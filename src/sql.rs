//! SQL engine collaborator
//!
//! `SqlEngine` executes one read-only statement and returns rows or a
//! `SqlExecutionError`. Also carries the row model with its token-sized
//! rendering, the Postgres engine, a scripted engine for tests and a
//! parsed outline of a statement (tables read, WHERE predicates).

use crate::error::{OrchestrationError, SqlExecutionError};
use crate::tokens::estimate_tokens;
use async_trait::async_trait;
use serde::{Deserialize, Serialize};
use serde_json::Value;
use sqlparser::ast::{visit_relations, Query, SetExpr, Statement, TableFactor, TableWithJoins};
use sqlparser::dialect::PostgreSqlDialect;
use sqlparser::parser::Parser;
use sqlx::postgres::{PgPool, PgPoolOptions};
use sqlx::Row;
use std::collections::{HashMap, VecDeque};
use std::ops::ControlFlow;
use std::sync::Mutex;
use std::time::Duration;
use tracing::{debug, info};

#[async_trait]
pub trait SqlEngine: Send + Sync {
    /// Dialect name handed to SQL synthesis
    fn dialect(&self) -> &str;

    async fn execute(&self, sql: &str) -> Result<QueryRows, SqlExecutionError>;
}

/// Tabular query result
#[derive(Debug, Clone, Default, PartialEq, Serialize, Deserialize)]
pub struct QueryRows {
    pub columns: Vec<String>,
    pub rows: Vec<Vec<Value>>,
}

impl QueryRows {
    pub fn new(columns: Vec<String>, rows: Vec<Vec<Value>>) -> Self {
        Self { columns, rows }
    }

    pub fn is_empty(&self) -> bool {
        self.rows.is_empty()
    }

    /// Pipe-separated text, header first. This is what the model sees.
    pub fn render(&self) -> String {
        if self.rows.is_empty() {
            return "No results found.".to_string();
        }

        let mut lines = Vec::with_capacity(self.rows.len() + 1);
        lines.push(self.columns.join(" | "));
        for row in &self.rows {
            lines.push(render_row(row));
        }
        lines.join("\n")
    }

    pub fn token_count(&self) -> usize {
        estimate_tokens(&self.render())
    }

    /// Leading rows whose rendering fits `budget` tokens
    pub fn truncate_to_budget(&self, budget: usize) -> QueryRows {
        let mut kept = QueryRows::new(self.columns.clone(), Vec::new());
        let mut used = estimate_tokens(&self.columns.join(" | "));

        for row in &self.rows {
            // +1 for the newline
            let cost = estimate_tokens(&render_row(row)) + 1;
            if used + cost > budget {
                break;
            }
            used += cost;
            kept.rows.push(row.clone());
        }

        kept
    }
}

fn render_row(row: &[Value]) -> String {
    row.iter()
        .map(|v| match v {
            Value::Null => "NULL".to_string(),
            Value::String(s) => s.clone(),
            other => other.to_string(),
        })
        .collect::<Vec<_>>()
        .join(" | ")
}

// =============================
// Postgres
// =============================

/// Read-only Postgres engine. Each statement runs in its own read-only
/// transaction with a statement timeout and is always rolled back.
pub struct PgSqlEngine {
    pool: PgPool,
    statement_timeout: Duration,
}

impl PgSqlEngine {
    pub fn connect_lazy(database_url: &str) -> crate::Result<Self> {
        let pool = PgPoolOptions::new()
            .max_connections(5)
            .connect_lazy(database_url)
            .map_err(|e| OrchestrationError::DatabaseError(format!("Invalid database URL: {}", e)))?;

        info!("SQL engine: postgres");
        Ok(Self {
            pool,
            statement_timeout: Duration::from_secs(30),
        })
    }

    pub fn pool(&self) -> &PgPool {
        &self.pool
    }
}

#[async_trait]
impl SqlEngine for PgSqlEngine {
    fn dialect(&self) -> &str {
        "PostgreSQL"
    }

    async fn execute(&self, sql: &str) -> Result<QueryRows, SqlExecutionError> {
        let statement = sql.trim().trim_end_matches(';');
        let wrapped = format!("SELECT row_to_json(q)::text AS row FROM ({}) q", statement);

        let mut tx = self.pool.begin().await.map_err(to_sql_error)?;

        sqlx::query("SET TRANSACTION READ ONLY")
            .execute(&mut *tx)
            .await
            .map_err(to_sql_error)?;
        sqlx::query(&format!(
            "SET LOCAL statement_timeout = {}",
            self.statement_timeout.as_millis()
        ))
        .execute(&mut *tx)
        .await
        .map_err(to_sql_error)?;

        let fetched = sqlx::query(&wrapped).fetch_all(&mut *tx).await;
        tx.rollback().await.map_err(to_sql_error)?;
        let fetched = fetched.map_err(to_sql_error)?;

        let mut columns: Vec<String> = Vec::new();
        let mut rows = Vec::with_capacity(fetched.len());
        for row in fetched {
            let text: String = row.try_get("row").map_err(to_sql_error)?;
            let object: serde_json::Map<String, Value> = serde_json::from_str(&text)
                .map_err(|e| SqlExecutionError::new(format!("undecodable row: {}", e)))?;

            if columns.is_empty() {
                columns = object.keys().cloned().collect();
            }
            rows.push(object.into_iter().map(|(_, v)| v).collect());
        }

        debug!(rows = rows.len(), "Statement executed");
        Ok(QueryRows::new(columns, rows))
    }
}

fn to_sql_error(e: sqlx::Error) -> SqlExecutionError {
    match e {
        sqlx::Error::Database(db) => SqlExecutionError::new(format!("Error: {}", db.message())),
        other => SqlExecutionError::new(format!("Error: {}", other)),
    }
}

// =============================
// Scripted engine
// =============================

/// Scripted SQL engine for tests and offline runs.
///
/// Results registered for an exact statement win; otherwise the shared
/// queue is consumed in order. An empty queue yields an empty result.
#[derive(Default)]
pub struct MockSqlEngine {
    by_statement: Mutex<HashMap<String, VecDeque<Result<QueryRows, SqlExecutionError>>>>,
    queue: Mutex<VecDeque<Result<QueryRows, SqlExecutionError>>>,
    statements: Mutex<Vec<String>>,
}

impl MockSqlEngine {
    pub fn new() -> Self {
        Self::default()
    }

    pub fn returns(self, rows: QueryRows) -> Self {
        if let Ok(mut q) = self.queue.lock() {
            q.push_back(Ok(rows));
        }
        self
    }

    pub fn fails(self, message: &str) -> Self {
        if let Ok(mut q) = self.queue.lock() {
            q.push_back(Err(SqlExecutionError::new(message)));
        }
        self
    }

    /// Result for one exact statement
    pub fn on(self, sql: &str, result: Result<QueryRows, SqlExecutionError>) -> Self {
        if let Ok(mut m) = self.by_statement.lock() {
            m.entry(sql.trim().to_string()).or_default().push_back(result);
        }
        self
    }

    /// Every executed statement, in order
    pub fn statements(&self) -> Vec<String> {
        self.statements.lock().map(|s| s.clone()).unwrap_or_default()
    }
}

#[async_trait]
impl SqlEngine for MockSqlEngine {
    fn dialect(&self) -> &str {
        "PostgreSQL"
    }

    async fn execute(&self, sql: &str) -> Result<QueryRows, SqlExecutionError> {
        let key = sql.trim().to_string();
        if let Ok(mut s) = self.statements.lock() {
            s.push(key.clone());
        }

        let scripted = self
            .by_statement
            .lock()
            .ok()
            .and_then(|mut m| m.get_mut(&key).and_then(|q| q.pop_front()));
        if let Some(result) = scripted {
            return result;
        }

        self.queue
            .lock()
            .ok()
            .and_then(|mut q| q.pop_front())
            .unwrap_or_else(|| Ok(QueryRows::default()))
    }
}

// =============================
// Statement outline
// =============================

/// Tables read and WHERE predicates of a statement
#[derive(Debug, Clone, Default, PartialEq, Eq)]
pub struct QueryOutline {
    pub tables: Vec<String>,
    pub filters: Vec<String>,
}

impl QueryOutline {
    /// Outline of `sql`; empty when the statement does not parse
    pub fn of(sql: &str) -> Self {
        let statements = match Parser::parse_sql(&PostgreSqlDialect {}, sql) {
            Ok(statements) => statements,
            Err(e) => {
                debug!(error = %e, "No outline for unparseable statement");
                return Self::default();
            }
        };

        let mut outline = Self::default();
        let mut ctes: Vec<String> = Vec::new();
        for statement in &statements {
            if let Statement::Query(query) = statement {
                outline.collect_query(query, &mut ctes);
            }
        }

        for statement in &statements {
            let _ = visit_relations(statement, |relation| {
                let name = relation.to_string();
                if !ctes.contains(&name.to_lowercase()) && !outline.tables.contains(&name) {
                    outline.tables.push(name);
                }
                ControlFlow::<()>::Continue(())
            });
        }

        outline
    }

    fn collect_query(&mut self, query: &Query, ctes: &mut Vec<String>) {
        if let Some(with) = &query.with {
            for cte in &with.cte_tables {
                ctes.push(cte.alias.name.value.to_lowercase());
                self.collect_query(&cte.query, ctes);
            }
        }
        self.collect_set_expr(&query.body, ctes);
    }

    fn collect_set_expr(&mut self, body: &SetExpr, ctes: &mut Vec<String>) {
        match body {
            SetExpr::Select(select) => {
                for table in &select.from {
                    self.collect_from(table, ctes);
                }
                if let Some(selection) = &select.selection {
                    let filter = selection.to_string();
                    if !self.filters.contains(&filter) {
                        self.filters.push(filter);
                    }
                }
            }
            SetExpr::Query(query) => self.collect_query(query, ctes),
            SetExpr::SetOperation { left, right, .. } => {
                self.collect_set_expr(left, ctes);
                self.collect_set_expr(right, ctes);
            }
            _ => {}
        }
    }

    /// Derived tables and nested joins carry their own WHERE clauses
    fn collect_from(&mut self, table: &TableWithJoins, ctes: &mut Vec<String>) {
        let factors = std::iter::once(&table.relation).chain(table.joins.iter().map(|j| &j.relation));
        for factor in factors {
            match factor {
                TableFactor::Derived { subquery, .. } => self.collect_query(subquery, ctes),
                TableFactor::NestedJoin {
                    table_with_joins, ..
                } => self.collect_from(table_with_joins, ctes),
                _ => {}
            }
        }
    }
}

#[cfg(test)]
mod tests {
    use super::*;
    use serde_json::json;

    fn rows(n: usize) -> QueryRows {
        QueryRows::new(
            vec!["advisor".into(), "net_revenue".into()],
            (0..n)
                .map(|i| vec![json!(format!("Advisor {}", i)), json!(1000 + i)])
                .collect(),
        )
    }

    #[test]
    fn test_render() {
        assert_eq!(QueryRows::default().render(), "No results found.");
        assert_eq!(
            rows(2).render(),
            "advisor | net_revenue\nAdvisor 0 | 1000\nAdvisor 1 | 1001"
        );
        let with_null = QueryRows::new(vec!["a".into()], vec![vec![Value::Null]]);
        assert_eq!(with_null.render(), "a\nNULL");
    }

    #[test]
    fn test_truncate_to_budget() {
        let big = rows(400);
        assert!(big.token_count() > 500);

        let kept = big.truncate_to_budget(500);
        assert!(!kept.rows.is_empty());
        assert!(kept.rows.len() < 400);
        assert!(kept.token_count() <= 500);
        assert_eq!(kept.rows[0], big.rows[0]);
    }

    #[tokio::test]
    async fn test_mock_engine_prefers_exact_statement() {
        let engine = MockSqlEngine::new()
            .fails("Error: relation \"x\" does not exist")
            .on("SELECT 1", Ok(rows(1)));

        assert_eq!(engine.execute("SELECT 1").await.unwrap().rows.len(), 1);
        assert!(engine.execute("SELECT * FROM x").await.is_err());
        assert!(engine.execute("SELECT 2").await.unwrap().is_empty());
        assert_eq!(engine.statements(), vec!["SELECT 1", "SELECT * FROM x", "SELECT 2"]);
    }

    #[test]
    fn test_outline_tables_and_filters() {
        let sql = r#"
            WITH monthly AS (
                SELECT advisor_id, SUM(net_revenue) AS rev
                FROM fact_revenue_monthly r
                WHERE r.month >= DATE '2024-01-01'
                GROUP BY advisor_id
            )
            SELECT a.advisor_name, m.rev, EXTRACT(YEAR FROM a.hire_date)
            FROM monthly m
            JOIN dim_advisor a ON a.advisor_id = m.advisor_id
            WHERE a.status = 'Active' AND a.region IN ('East', 'West')
            ORDER BY m.rev DESC
            LIMIT 10
        "#;

        let outline = QueryOutline::of(sql);
        assert_eq!(outline.tables, vec!["fact_revenue_monthly", "dim_advisor"]);
        assert_eq!(
            outline.filters,
            vec![
                "r.month >= DATE '2024-01-01'",
                "a.status = 'Active' AND a.region IN ('East', 'West')",
            ]
        );
    }

    #[test]
    fn test_outline_without_where() {
        let outline = QueryOutline::of("SELECT COUNT(*) FROM public.dim_household;");
        assert_eq!(outline.tables, vec!["public.dim_household"]);
        assert!(outline.filters.is_empty());
    }

    #[test]
    fn test_outline_comma_join_reads_every_table() {
        let outline = QueryOutline::of(
            "SELECT h.region, SUM(f.account_assets) \
             FROM public.dim_household h, public.fact_account_monthly f \
             WHERE h.household_id = f.household_id \
             GROUP BY h.region",
        );
        assert_eq!(
            outline.tables,
            vec!["public.dim_household", "public.fact_account_monthly"]
        );
        assert_eq!(outline.filters, vec!["h.household_id = f.household_id"]);
    }

    #[test]
    fn test_outline_ignores_comments() {
        let outline =
            QueryOutline::of("SELECT COUNT(*) FROM public.dim_household -- where clause omitted\n");
        assert_eq!(outline.tables, vec!["public.dim_household"]);
        assert!(outline.filters.is_empty());
    }

    #[test]
    fn test_outline_of_subqueries() {
        let outline = QueryOutline::of(
            "SELECT t.region FROM (SELECT region FROM public.dim_household WHERE household_status = 'Active') t \
             WHERE t.region IN (SELECT region FROM public.dim_advisor)",
        );
        assert_eq!(
            outline.tables,
            vec!["public.dim_household", "public.dim_advisor"]
        );
        assert_eq!(
            outline.filters,
            vec![
                "household_status = 'Active'",
                "t.region IN (SELECT region FROM public.dim_advisor)",
            ]
        );
    }

    #[test]
    fn test_unparseable_statement_has_no_outline() {
        assert_eq!(QueryOutline::of("SELEC region FRM WHERE"), QueryOutline::default());
    }
}
//! Data Agent Orchestrator
//!
//! Answers natural-language analytics questions over a relational database:
//! - Resolves business vocabulary against a glossary (deterministic, no model call)
//! - Turns the question into analytical intents and SQL
//! - Executes with bounded correction and refinement, never failing the whole turn
//! - Composes a scenario-specific answer with transparency notes and follow-ups
//! - Keeps a compacted per-session conversation history
//!
//! TURN PHASES:
//! STARTED → INTENT RESOLVED → QUERIES EXECUTED → ANSWERED

pub mod agent;
pub mod api;
pub mod classifier;
pub mod composer;
pub mod config;
pub mod error;
pub mod execution;
pub mod gemini;
pub mod glossary;
pub mod intent;
pub mod llm;
pub mod memory;
pub mod models;
pub mod schema;
pub mod session;
pub mod sql;
pub mod tokens;

pub use error::{OrchestrationError, Result};

// Re-export common types
pub use agent::{TurnOrchestrator, TurnReply};
pub use classifier::{InteractionClassifier, InteractionType};
pub use models::*;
________________________________________
■ **DIRECTIONS FOR THIS TASK**:
Give back the entries above exactly as they are, from their first line through the line that contains "read, WHERE predicates).", both included, with nothing else.

■ **EXERCISE ANSWER**:
filename src/sql.rs
//! SQL engine collaborator
//!
//! `SqlEngine` executes one read-only statement and returns rows or a
//! `SqlExecutionError`. Also carries the row model with its token-sized
//! rendering, the Postgres engine, a scripted engine for tests and a
//! parsed outline of a statement (tables read, WHERE predicates).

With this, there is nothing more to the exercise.